Portugal’s vaccination rate gives Commission confidence on economic recovery

"Since the conclusion of the previous post-programme surveillance mission in March 2021, Portugal's economic performance has improved substantially," the Commission noted. [Shutterstock/Wirestock Creators]

The European Commission remains confident in a successful recovery of the Portuguese economy, especially as the COVID-19 vaccination rate in the country is so high.

As part of the “autumn package” adopted on Wednesday, the EU executive has published the latest post-programme surveillance reports for the member states that received external aid during the previous financial crisis, including Portugal.

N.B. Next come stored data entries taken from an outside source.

use super::*;
use std::time::Duration;

use serde_json::json;

use crate::kernel::preview::REBUILD_DEBOUNCE;
use crate::kernel::services::ports::surface::SurfaceEvent;
use crate::kernel::state::AppState;
use crate::kernel::services::ports::persistence::Preferences;
use crate::models::templates;

fn store() -> Store {
    let tree = templates::starter_tree(None);
    Store::new(
        AppState::new(tree, Preferences::default()),
        Instant::now(),
    )
}

fn open(store: &mut Store, path: &str) {
    store.dispatch(Action::OpenPath(path.to_string()));
}

fn report(store: &mut Store, generation: u64, payload: serde_json::Value) -> DispatchResult {
    store.dispatch(Action::SurfaceReport(SurfaceEvent {
        generation,
        payload,
    }))
}

#[test]
fn test_create_open_edit_delete_flow() {
    let mut store = store();
    open(&mut store, "src/index.html");

    // create: appears in tree, becomes a tab, is active
    let result = store.dispatch(Action::CreateNode {
        parent_path: "src".to_string(),
        name: "app.js".to_string(),
        kind: NodeKind::File,
    });
    assert!(result.state_changed);
    assert!(store.state().explorer.tree().find("src/app.js").is_some());
    assert_eq!(store.state().open_files.active_path(), Some("src/app.js"));

    // edit: both projections dirty, same content
    store.dispatch(Action::EditorChanged {
        path: "src/app.js".to_string(),
        text: "let x = 1;".to_string(),
    });
    let entry = store.state().open_files.get("src/app.js").unwrap();
    assert!(entry.is_dirty);
    assert_eq!(entry.content, "let x = 1;");
    let node = store.state().explorer.tree().find("src/app.js").unwrap();
    assert!(node.is_dirty());
    assert_eq!(node.content(), Some("let x = 1;"));

    // delete: gone from tree and registry, no orphan tab
    store.dispatch(Action::DeletePath("src/app.js".to_string()));
    assert!(store.state().explorer.tree().find("src/app.js").is_none());
    assert!(store.state().open_files.get("src/app.js").is_none());
    assert_eq!(
        store.state().open_files.active_path(),
        Some("src/index.html")
    );
}

#[test]
fn test_registry_paths_always_subset_of_tree() {
    let mut store = store();
    open(&mut store, "src/index.html");
    open(&mut store, "src/script.js");

    store.dispatch(Action::RenamePath {
        path: "src".to_string(),
        new_name: "app".to_string(),
    });
    store.dispatch(Action::DeletePath("app/script.js".to_string()));

    for entry in store.state().open_files.entries() {
        assert!(
            store.state().explorer.tree().find(&entry.path).is_some(),
            "orphan tab {}",
            entry.path
        );
    }
    assert_eq!(
        store.state().open_files.active_path(),
        Some("app/index.html")
    );
}

#[test]
fn test_rename_to_unsupported_extension_evicts_tab() {
    let mut store = store();
    open(&mut store, "src/script.js");
    assert!(store.state().open_files.get("src/script.js").is_some());

    store.dispatch(Action::RenamePath {
        path: "src/script.js".to_string(),
        new_name: "script.bak".to_string(),
    });
    assert!(store.state().explorer.tree().find("src/script.bak").is_some());
    assert!(store.state().open_files.get("src/script.bak").is_none());
}

#[test]
fn test_duplicate_name_rejected_with_notification() {
    let mut store = store();
    let result = store.dispatch(Action::CreateNode {
        parent_path: "src".to_string(),
        name: "index.html".to_string(),
        kind: NodeKind::File,
    });
    assert!(result.state_changed);
    assert!(store.state().ui.notification.is_some());
    // still exactly one index.html
    let rows = store.state().explorer.tree().flatten_rows();
    assert_eq!(
        rows.iter().filter(|r| r.name == "index.html").count(),
        1
    );
}

#[test]
fn test_dirty_close_requires_confirmation() {
    let mut store = store();
    open(&mut store, "src/script.js");
    store.dispatch(Action::EditorChanged {
        path: "src/script.js".to_string(),
        text: "dirty".to_string(),
    });

    store.dispatch(Action::CloseFile("src/script.js".to_string()));
    assert!(store.state().ui.confirm_dialog.visible);
    assert!(store.state().open_files.get("src/script.js").is_some());

    // decline keeps the tab
    store.dispatch(Action::ConfirmClose { accept: false });
    assert!(!store.state().ui.confirm_dialog.visible);
    assert!(store.state().open_files.get("src/script.js").is_some());

    // accept closes it
    store.dispatch(Action::CloseFile("src/script.js".to_string()));
    store.dispatch(Action::ConfirmClose { accept: true });
    assert!(store.state().open_files.get("src/script.js").is_none());
}

#[test]
fn test_edit_on_closed_file_leaves_tree_untouched() {
    let mut store = store();
    open(&mut store, "src/script.js");
    store.dispatch(Action::CloseFile("src/script.js".to_string()));
    assert!(store.state().open_files.get("src/script.js").is_none());

    let before = store
        .state()
        .explorer
        .tree()
        .find("src/script.js")
        .unwrap()
        .content()
        .unwrap()
        .to_string();

    // a stale editor model keeps dispatching for the closed path
    let result = store.dispatch(Action::EditorChanged {
        path: "src/script.js".to_string(),
        text: "ghost()".to_string(),
    });
    assert!(!result.state_changed);

    let node = store.state().explorer.tree().find("src/script.js").unwrap();
    assert!(!node.is_dirty());
    assert_eq!(node.content(), Some(before.as_str()));
    assert!(!store.state().any_dirty());
}

#[test]
fn test_js_error_report_lands_once_and_clears_on_rebuild() {
    let mut store = store();
    open(&mut store, "src/script.js");
    store.dispatch(Action::EditorChanged {
        path: "src/script.js".to_string(),
        text: "null.property".to_string(),
    });

    let result = store.dispatch(Action::RunCommand(Command::RefreshPreview));
    let generation = match result.effects.as_slice() {
        [Effect::InjectPreview(build)] => {
            assert!(build.document.contains("null.property"));
            build.generation
        }
        other => panic!("expected inject effect, got {other:?}"),
    };

    report(
        &mut store,
        generation,
        json!({
            "type": "error",
            "message": "Cannot read properties of null (reading 'property')",
            "line": 14,
            "column": 1
        }),
    );
    assert_eq!(store.state().preview.errors().count(), 1);
    assert!(store.state().preview.has_errors());

    // stale report after the next build is dropped
    store.dispatch(Action::RunCommand(Command::RefreshPreview));
    let dropped = report(
        &mut store,
        generation,
        json!({"type": "error", "message": "late"}),
    );
    assert!(!dropped.state_changed);
    assert!(!store.state().preview.has_errors());
}

#[test]
fn test_malformed_surface_payloads_ignored() {
    let mut store = store();
    store.dispatch(Action::RunCommand(Command::RefreshPreview));
    let generation = store.state().preview.generation();

    for payload in [
        json!({"type": "log", "message": "not an error"}),
        json!({"type": "error"}),
        json!(42),
    ] {
        let result = report(&mut store, generation, payload);
        assert!(!result.state_changed);
    }
    assert!(!store.state().preview.has_errors());
}

#[test]
fn test_edit_debounces_rebuild_and_refresh_is_immediate() {
    let mut store = store();
    open(&mut store, "src/script.js");
    store.dispatch(Action::EditorChanged {
        path: "src/script.js".to_string(),
        text: "tick()".to_string(),
    });

    // inside the window: nothing due
    assert!(store.tick(Instant::now()).is_empty());

    // after the window: one inject
    let later = Instant::now() + REBUILD_DEBOUNCE + Duration::from_millis(10);
    let effects = store.tick(later);
    assert!(matches!(effects.as_slice(), [Effect::InjectPreview(_)]));
    assert!(store.tick(later + Duration::from_millis(1)).is_empty());

    // manual refresh bypasses the window entirely
    store.dispatch(Action::EditorChanged {
        path: "src/script.js".to_string(),
        text: "tock()".to_string(),
    });
    let result = store.dispatch(Action::RunCommand(Command::RefreshPreview));
    assert!(matches!(result.effects.as_slice(), [Effect::InjectPreview(_)]));
}

#[test]
fn test_save_clears_dirty_and_emits_snapshot() {
    let mut store = store();
    open(&mut store, "src/index.html");
    store.dispatch(Action::EditorChanged {
        path: "src/index.html".to_string(),
        text: "<p>saved</p>".to_string(),
    });

    let result = store.dispatch(Action::RunCommand(Command::Save));
    match result.effects.as_slice() {
        [Effect::SaveSnapshot(snapshot)] => assert_eq!(snapshot.html, "<p>saved</p>"),
        other => panic!("expected save effect, got {other:?}"),
    }
    assert!(!store.state().open_files.any_dirty());
    assert!(!store.state().explorer.tree().any_dirty());
    assert!(store.state().last_saved.is_some());
}

#[test]
fn test_autosave_fires_only_when_dirty() {
    let start = Instant::now();
    let tree = templates::starter_tree(None);
    let mut store = Store::new(
        AppState::new(tree, Preferences::default()),
        start,
    );
    open(&mut store, "src/script.js");

    // clean: interval passes without a save
    let effects = store.tick(start + Duration::from_secs(31));
    assert!(effects.is_empty());

    store.dispatch(Action::EditorChanged {
        path: "src/script.js".to_string(),
        text: "autosaved()".to_string(),
    });
    let effects = store.tick(start + Duration::from_secs(62));
    assert!(effects
        .iter()
        .any(|e| matches!(e, Effect::SaveSnapshot(_))));
    assert!(!store.state().open_files.any_dirty());
}

#[test]
fn test_new_file_command_creates_default_script() {
    let mut store = store();
    store.dispatch(Action::RunCommand(Command::NewFile));
    let node = store
        .state()
        .explorer
        .tree()
        .find("src/new-file.js")
        .unwrap();
    assert!(node.content().unwrap().contains("New file loaded!"));
    assert_eq!(
        store.state().open_files.active_path(),
        Some("src/new-file.js")
    );
}

#[test]
fn test_tab_cycling_wraps() {
    let mut store = store();
    for path in ["src/index.html", "src/style.css", "src/script.js"] {
        open(&mut store, path);
    }
    assert_eq!(store.state().open_files.active_path(), Some("src/script.js"));

    store.dispatch(Action::RunCommand(Command::NextTab));
    assert_eq!(
        store.state().open_files.active_path(),
        Some("src/index.html")
    );
    store.dispatch(Action::RunCommand(Command::PrevTab));
    assert_eq!(store.state().open_files.active_path(), Some("src/script.js"));
}

#[test]
fn test_terminal_commands_via_store() {
    let mut store = store();
    store.dispatch(Action::TerminalInput("ls".to_string()));
    let lines = store.state().terminal.lines();
    assert!(lines.iter().any(|l| l == "> ls"));
    assert!(lines.iter().any(|l| l == "src/index.html"));

    store.dispatch(Action::TerminalInput("rm -rf /".to_string()));
    assert!(store
        .state()
        .terminal
        .lines()
        .iter()
        .any(|l| l == "Command not found: rm -rf /"));
}

#[test]
fn test_explorer_activate_routes_by_row_kind() {
    let mut store = store();
    store.dispatch(Action::ExplorerMoveSelection { delta: 1 });
    assert_eq!(
        store.state().explorer.selected_row().unwrap().path,
        "src"
    );

    // folder: toggles closed, hiding children
    store.dispatch(Action::ExplorerActivate);
    assert_eq!(store.state().explorer.rows.len(), 1);
    store.dispatch(Action::ExplorerActivate);
    assert_eq!(store.state().explorer.rows.len(), 4);

    // file: opens a tab
    store.dispatch(Action::ExplorerMoveSelection { delta: 1 });
    store.dispatch(Action::ExplorerActivate);
    assert_eq!(
        store.state().open_files.active_path(),
        Some("src/index.html")
    );
}

#[test]
fn test_quit_and_toggles() {
    let mut store = store();
    assert!(store.state().ui.sidebar_visible);
    store.dispatch(Action::RunCommand(Command::ToggleSidebar));
    assert!(!store.state().ui.sidebar_visible);

    assert!(!store.state().ui.terminal_visible);
    store.dispatch(Action::RunCommand(Command::ToggleTerminal));
    assert!(store.state().ui.terminal_visible);

    store.dispatch(Action::RunCommand(Command::Quit));
    assert!(store.state().ui.should_quit);
}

Noting that Portugal had maintained its capacity to repay outstanding debt, the Commission emphasised that the evolution of gross domestic product (GDP) in the second quarter “exceeded expectations, after a weak start to the year”.

“Since the conclusion of the previous post-programme surveillance mission in March 2021, Portugal’s economic performance has improved substantially,” the Commission noted.

The EU executive added, “the new short-term outlook suggests that in 2021 the economy should grow at a higher rate than previously expected”, despite a weak recovery recorded this year in foreign tourism. Recovery should continue “at a solid pace in 2022”, linking this optimism to the success of the vaccination campaign.

Vaccination gives hope for recovery.

“Risks to the growth outlook remain more tilted to the downside, but appear more balanced than before, thanks to the high vaccination rate in Portugal, which should reduce the risk of new pandemic constraints,” it adds.

Portugal is well above the EU average in vaccination rates. It has so far vaccinated 81.5% of the total population, while 88.1% of Portuguese have also received the first dose.

Stressing that the pandemic has had a significant impact on public finances, turning a slight budget surplus of 0.1% of GDP in 2019 to a deficit of 5.8% in 2020 due to fiscal policies to support businesses and households, Brussels says it expects public finances to gradually improve in 2021 and 2022.

The Commission also welcomed the fact that the banking sector has “confirmed its resilience to the pandemic shock, while adjusting to the risks related to the expiry of the credit moratoria at the end of September 2021, and considers that “the risks to funding conditions and repayment capacity remain low”.

Portugal must submit its draft 2022 budget to the Commission one month before the parliament adopts the document and has asked the Portuguese authorities to disclose it “in due time”.

In the Portuguese case, “the Commission has not adopted an opinion on the draft budget submitted by Portugal since the draft budget on which Portugal’s plan was based was rejected by its parliament,” the Commission said.

At stake is the “autumn package” of economic and budgetary policy coordination, published today by the EU executive and includes opinions on member states’ budget plans for 2022, but not that of Portugal, which the Commission does not expect to receive until March.